=== Items from a dataset ===
++++++++

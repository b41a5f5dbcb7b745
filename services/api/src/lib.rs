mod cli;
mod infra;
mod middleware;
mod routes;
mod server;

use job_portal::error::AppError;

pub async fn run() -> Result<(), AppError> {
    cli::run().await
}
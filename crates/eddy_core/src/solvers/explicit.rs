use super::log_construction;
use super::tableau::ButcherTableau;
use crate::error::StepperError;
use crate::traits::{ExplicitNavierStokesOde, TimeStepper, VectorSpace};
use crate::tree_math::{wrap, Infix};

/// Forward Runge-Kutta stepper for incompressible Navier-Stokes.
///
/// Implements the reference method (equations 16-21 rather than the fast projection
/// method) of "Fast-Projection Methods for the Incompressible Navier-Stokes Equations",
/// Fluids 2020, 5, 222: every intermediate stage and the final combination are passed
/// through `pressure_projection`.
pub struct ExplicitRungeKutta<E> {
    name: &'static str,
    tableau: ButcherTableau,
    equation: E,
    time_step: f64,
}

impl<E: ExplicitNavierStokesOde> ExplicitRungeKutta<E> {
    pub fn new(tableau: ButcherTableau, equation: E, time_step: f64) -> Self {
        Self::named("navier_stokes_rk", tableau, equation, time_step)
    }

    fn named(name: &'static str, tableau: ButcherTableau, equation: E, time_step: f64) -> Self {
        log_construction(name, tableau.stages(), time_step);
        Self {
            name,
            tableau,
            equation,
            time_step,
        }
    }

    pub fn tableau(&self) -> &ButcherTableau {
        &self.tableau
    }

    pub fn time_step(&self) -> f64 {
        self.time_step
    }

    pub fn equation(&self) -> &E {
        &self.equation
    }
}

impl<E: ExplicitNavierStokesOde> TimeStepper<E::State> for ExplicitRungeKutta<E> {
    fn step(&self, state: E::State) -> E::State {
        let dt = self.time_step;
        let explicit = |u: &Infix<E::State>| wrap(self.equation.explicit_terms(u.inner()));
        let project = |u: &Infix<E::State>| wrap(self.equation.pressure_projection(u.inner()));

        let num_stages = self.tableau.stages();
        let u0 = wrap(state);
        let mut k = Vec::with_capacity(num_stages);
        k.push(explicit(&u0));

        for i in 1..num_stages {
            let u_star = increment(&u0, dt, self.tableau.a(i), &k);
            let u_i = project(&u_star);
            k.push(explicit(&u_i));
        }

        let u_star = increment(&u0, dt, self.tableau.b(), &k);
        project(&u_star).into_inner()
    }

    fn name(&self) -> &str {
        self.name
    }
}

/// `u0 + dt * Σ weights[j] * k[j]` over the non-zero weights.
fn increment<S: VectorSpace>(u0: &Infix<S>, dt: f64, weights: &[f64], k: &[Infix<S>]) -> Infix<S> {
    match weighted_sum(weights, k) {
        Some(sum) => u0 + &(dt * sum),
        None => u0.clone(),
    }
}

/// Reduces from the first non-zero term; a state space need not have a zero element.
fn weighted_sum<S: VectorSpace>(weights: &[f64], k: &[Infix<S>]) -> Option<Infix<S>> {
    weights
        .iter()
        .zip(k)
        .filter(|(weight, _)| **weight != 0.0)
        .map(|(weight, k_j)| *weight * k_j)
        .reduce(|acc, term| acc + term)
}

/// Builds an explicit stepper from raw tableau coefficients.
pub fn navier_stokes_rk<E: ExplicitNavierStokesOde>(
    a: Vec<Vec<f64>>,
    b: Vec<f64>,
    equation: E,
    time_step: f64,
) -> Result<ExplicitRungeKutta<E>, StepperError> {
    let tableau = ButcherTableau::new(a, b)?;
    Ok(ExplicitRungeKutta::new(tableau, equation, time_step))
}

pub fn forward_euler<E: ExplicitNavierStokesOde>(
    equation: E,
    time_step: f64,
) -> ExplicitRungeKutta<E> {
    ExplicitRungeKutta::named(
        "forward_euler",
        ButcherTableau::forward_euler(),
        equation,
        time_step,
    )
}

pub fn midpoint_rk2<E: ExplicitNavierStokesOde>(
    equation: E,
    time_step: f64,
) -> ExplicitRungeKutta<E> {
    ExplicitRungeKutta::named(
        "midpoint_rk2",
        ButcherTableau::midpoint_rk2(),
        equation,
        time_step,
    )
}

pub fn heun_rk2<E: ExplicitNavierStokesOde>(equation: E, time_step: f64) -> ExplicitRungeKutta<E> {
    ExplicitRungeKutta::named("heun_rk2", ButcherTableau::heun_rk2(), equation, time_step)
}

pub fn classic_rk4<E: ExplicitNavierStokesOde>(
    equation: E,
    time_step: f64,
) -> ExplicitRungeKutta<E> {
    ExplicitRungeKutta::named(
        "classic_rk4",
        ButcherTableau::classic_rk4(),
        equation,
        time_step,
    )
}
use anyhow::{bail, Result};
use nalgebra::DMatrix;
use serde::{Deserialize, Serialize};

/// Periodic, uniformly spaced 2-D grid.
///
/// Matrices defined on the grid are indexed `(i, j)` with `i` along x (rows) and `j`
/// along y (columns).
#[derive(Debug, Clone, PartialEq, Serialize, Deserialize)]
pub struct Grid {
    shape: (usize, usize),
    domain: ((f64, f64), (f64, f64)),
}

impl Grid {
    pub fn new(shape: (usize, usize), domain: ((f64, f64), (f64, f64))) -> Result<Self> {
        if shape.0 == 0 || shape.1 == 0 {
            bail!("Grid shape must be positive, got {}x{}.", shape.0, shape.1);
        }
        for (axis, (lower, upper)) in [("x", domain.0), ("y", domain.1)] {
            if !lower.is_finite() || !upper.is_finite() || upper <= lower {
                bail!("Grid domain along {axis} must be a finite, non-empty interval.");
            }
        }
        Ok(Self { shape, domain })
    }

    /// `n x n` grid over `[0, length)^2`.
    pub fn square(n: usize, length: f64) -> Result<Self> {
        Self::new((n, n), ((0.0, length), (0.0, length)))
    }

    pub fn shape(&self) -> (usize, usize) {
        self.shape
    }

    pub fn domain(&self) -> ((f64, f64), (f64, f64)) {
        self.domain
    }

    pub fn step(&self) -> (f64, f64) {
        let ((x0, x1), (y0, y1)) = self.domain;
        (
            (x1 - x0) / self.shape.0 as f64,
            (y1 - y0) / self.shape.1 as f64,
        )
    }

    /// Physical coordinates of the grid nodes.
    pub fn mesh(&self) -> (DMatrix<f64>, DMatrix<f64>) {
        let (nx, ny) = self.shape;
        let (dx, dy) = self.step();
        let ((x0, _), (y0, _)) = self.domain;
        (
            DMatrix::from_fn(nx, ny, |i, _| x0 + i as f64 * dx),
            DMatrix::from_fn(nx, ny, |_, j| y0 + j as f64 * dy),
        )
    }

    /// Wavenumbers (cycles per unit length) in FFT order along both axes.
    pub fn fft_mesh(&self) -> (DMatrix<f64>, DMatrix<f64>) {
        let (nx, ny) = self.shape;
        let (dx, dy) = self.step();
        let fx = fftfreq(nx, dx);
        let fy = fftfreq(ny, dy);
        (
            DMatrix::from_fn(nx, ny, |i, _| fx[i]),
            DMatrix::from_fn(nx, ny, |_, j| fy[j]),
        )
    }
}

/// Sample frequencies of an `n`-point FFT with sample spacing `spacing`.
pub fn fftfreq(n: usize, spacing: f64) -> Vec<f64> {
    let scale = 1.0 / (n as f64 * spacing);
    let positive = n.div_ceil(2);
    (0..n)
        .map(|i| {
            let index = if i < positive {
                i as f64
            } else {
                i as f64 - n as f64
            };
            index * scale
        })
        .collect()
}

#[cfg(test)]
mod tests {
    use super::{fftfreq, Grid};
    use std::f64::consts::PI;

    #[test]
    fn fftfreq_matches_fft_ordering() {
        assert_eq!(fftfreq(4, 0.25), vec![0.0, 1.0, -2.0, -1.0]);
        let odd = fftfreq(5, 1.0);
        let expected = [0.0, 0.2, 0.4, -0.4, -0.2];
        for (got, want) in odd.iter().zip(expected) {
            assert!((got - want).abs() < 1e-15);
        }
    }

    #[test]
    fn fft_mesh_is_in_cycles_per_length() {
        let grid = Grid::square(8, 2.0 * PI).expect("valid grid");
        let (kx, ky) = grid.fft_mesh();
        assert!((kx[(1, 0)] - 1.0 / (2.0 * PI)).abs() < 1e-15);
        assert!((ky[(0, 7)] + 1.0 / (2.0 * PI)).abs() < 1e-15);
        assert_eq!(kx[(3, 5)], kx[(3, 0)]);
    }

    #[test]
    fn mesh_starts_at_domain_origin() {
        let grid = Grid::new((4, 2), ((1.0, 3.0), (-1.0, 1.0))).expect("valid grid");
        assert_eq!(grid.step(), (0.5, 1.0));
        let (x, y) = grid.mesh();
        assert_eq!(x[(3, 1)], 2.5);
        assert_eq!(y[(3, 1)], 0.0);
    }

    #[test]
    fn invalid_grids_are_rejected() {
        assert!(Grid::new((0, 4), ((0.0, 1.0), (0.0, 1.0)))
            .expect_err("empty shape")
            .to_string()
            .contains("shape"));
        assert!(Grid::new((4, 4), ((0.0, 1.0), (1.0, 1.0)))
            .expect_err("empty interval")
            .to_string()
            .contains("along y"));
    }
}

++++++++

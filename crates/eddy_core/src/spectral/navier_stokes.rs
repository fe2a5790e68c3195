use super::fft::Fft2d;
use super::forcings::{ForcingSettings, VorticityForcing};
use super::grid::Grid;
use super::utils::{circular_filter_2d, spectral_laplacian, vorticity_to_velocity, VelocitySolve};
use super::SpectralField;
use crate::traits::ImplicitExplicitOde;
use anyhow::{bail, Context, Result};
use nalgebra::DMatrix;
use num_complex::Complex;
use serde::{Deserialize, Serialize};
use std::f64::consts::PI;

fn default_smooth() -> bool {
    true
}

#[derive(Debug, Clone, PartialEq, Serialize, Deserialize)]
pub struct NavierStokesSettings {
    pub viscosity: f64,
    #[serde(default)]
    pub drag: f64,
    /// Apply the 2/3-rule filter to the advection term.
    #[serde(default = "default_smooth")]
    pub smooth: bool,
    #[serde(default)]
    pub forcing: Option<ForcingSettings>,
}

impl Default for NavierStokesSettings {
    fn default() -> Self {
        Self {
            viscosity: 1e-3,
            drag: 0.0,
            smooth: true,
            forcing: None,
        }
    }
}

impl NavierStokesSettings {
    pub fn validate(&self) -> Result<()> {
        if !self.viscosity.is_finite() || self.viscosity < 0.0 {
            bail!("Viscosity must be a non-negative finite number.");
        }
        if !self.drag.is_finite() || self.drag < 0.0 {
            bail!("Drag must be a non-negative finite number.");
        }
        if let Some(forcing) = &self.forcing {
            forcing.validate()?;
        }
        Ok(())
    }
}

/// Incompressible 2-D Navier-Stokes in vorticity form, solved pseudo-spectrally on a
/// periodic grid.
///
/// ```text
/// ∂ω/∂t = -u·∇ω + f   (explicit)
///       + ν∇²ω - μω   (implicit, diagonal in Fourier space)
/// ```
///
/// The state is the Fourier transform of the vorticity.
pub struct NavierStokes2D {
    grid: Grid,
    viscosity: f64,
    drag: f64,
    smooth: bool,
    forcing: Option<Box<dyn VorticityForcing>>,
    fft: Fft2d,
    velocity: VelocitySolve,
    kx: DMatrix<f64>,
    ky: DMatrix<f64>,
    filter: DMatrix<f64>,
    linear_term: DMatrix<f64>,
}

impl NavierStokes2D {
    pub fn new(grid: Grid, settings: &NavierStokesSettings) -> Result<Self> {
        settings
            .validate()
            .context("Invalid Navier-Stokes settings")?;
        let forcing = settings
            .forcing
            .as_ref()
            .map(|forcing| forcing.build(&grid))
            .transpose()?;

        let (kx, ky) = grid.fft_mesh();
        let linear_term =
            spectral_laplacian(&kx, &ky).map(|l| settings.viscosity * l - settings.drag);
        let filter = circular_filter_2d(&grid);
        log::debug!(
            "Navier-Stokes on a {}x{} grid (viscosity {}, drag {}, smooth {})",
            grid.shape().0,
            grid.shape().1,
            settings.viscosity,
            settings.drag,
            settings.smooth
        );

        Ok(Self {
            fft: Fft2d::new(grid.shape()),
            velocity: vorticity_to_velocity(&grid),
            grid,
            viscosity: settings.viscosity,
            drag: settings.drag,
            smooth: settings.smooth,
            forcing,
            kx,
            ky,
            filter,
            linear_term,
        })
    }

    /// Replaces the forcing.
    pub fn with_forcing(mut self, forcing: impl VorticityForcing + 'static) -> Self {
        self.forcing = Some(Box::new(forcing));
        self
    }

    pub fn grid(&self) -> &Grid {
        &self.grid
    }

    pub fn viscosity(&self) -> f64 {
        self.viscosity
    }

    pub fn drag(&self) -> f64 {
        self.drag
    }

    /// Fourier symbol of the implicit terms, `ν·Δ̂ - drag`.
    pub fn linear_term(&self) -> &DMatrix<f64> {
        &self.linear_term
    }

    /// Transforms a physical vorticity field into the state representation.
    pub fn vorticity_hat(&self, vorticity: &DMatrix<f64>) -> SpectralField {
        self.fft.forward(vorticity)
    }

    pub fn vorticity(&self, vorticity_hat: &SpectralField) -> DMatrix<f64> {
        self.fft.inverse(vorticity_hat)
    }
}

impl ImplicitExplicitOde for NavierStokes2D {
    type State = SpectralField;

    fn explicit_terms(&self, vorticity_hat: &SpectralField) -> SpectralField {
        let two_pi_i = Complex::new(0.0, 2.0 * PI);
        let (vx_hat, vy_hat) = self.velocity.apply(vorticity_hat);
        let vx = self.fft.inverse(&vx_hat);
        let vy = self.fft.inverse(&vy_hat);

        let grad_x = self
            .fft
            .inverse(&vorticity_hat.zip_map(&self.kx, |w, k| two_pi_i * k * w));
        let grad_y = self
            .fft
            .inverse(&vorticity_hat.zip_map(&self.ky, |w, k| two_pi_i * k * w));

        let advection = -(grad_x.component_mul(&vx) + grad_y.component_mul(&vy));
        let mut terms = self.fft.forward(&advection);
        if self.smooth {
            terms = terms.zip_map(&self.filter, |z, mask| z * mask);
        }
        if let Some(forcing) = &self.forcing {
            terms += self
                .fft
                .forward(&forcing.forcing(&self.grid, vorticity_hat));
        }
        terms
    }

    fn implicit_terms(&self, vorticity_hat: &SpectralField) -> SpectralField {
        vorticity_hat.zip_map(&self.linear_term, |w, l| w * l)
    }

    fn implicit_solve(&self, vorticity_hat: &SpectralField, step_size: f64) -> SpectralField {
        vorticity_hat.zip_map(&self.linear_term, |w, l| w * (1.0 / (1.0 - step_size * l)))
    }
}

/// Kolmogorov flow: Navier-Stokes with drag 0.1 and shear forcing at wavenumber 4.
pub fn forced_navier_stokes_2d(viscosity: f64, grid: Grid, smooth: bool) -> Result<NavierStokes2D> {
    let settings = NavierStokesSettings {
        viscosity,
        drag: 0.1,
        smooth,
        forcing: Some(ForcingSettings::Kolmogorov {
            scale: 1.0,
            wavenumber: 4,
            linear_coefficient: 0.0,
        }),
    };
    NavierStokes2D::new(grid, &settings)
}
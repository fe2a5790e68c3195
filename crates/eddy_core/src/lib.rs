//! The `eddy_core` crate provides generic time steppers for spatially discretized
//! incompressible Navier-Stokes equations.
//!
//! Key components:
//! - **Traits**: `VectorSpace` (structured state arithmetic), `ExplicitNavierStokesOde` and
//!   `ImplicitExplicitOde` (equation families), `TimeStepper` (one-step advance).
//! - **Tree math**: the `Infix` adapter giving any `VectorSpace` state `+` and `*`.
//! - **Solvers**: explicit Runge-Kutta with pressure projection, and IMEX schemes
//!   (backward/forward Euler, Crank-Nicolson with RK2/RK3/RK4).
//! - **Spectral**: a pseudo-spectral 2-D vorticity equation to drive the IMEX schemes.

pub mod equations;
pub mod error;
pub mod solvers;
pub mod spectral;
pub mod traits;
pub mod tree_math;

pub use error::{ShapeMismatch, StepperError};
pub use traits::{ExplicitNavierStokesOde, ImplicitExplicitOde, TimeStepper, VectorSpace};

++++++++

=== Directions ===
Lines above that have "Result": copy each of them.

=== Written answer ===
pub async fn run() -> Result<(), AppError> {
) -> Result<ExplicitRungeKutta<E>, StepperError> {
use anyhow::{bail, Result};
    pub fn new(shape: (usize, usize), domain: ((f64, f64), (f64, f64))) -> Result<Self> {
    pub fn square(n: usize, length: f64) -> Result<Self> {
use anyhow::{bail, Context, Result};
    pub fn validate(&self) -> Result<()> {
    pub fn new(grid: Grid, settings: &NavierStokesSettings) -> Result<Self> {
pub fn forced_navier_stokes_2d(viscosity: f64, grid: Grid, smooth: bool) -> Result<NavierStokes2D> {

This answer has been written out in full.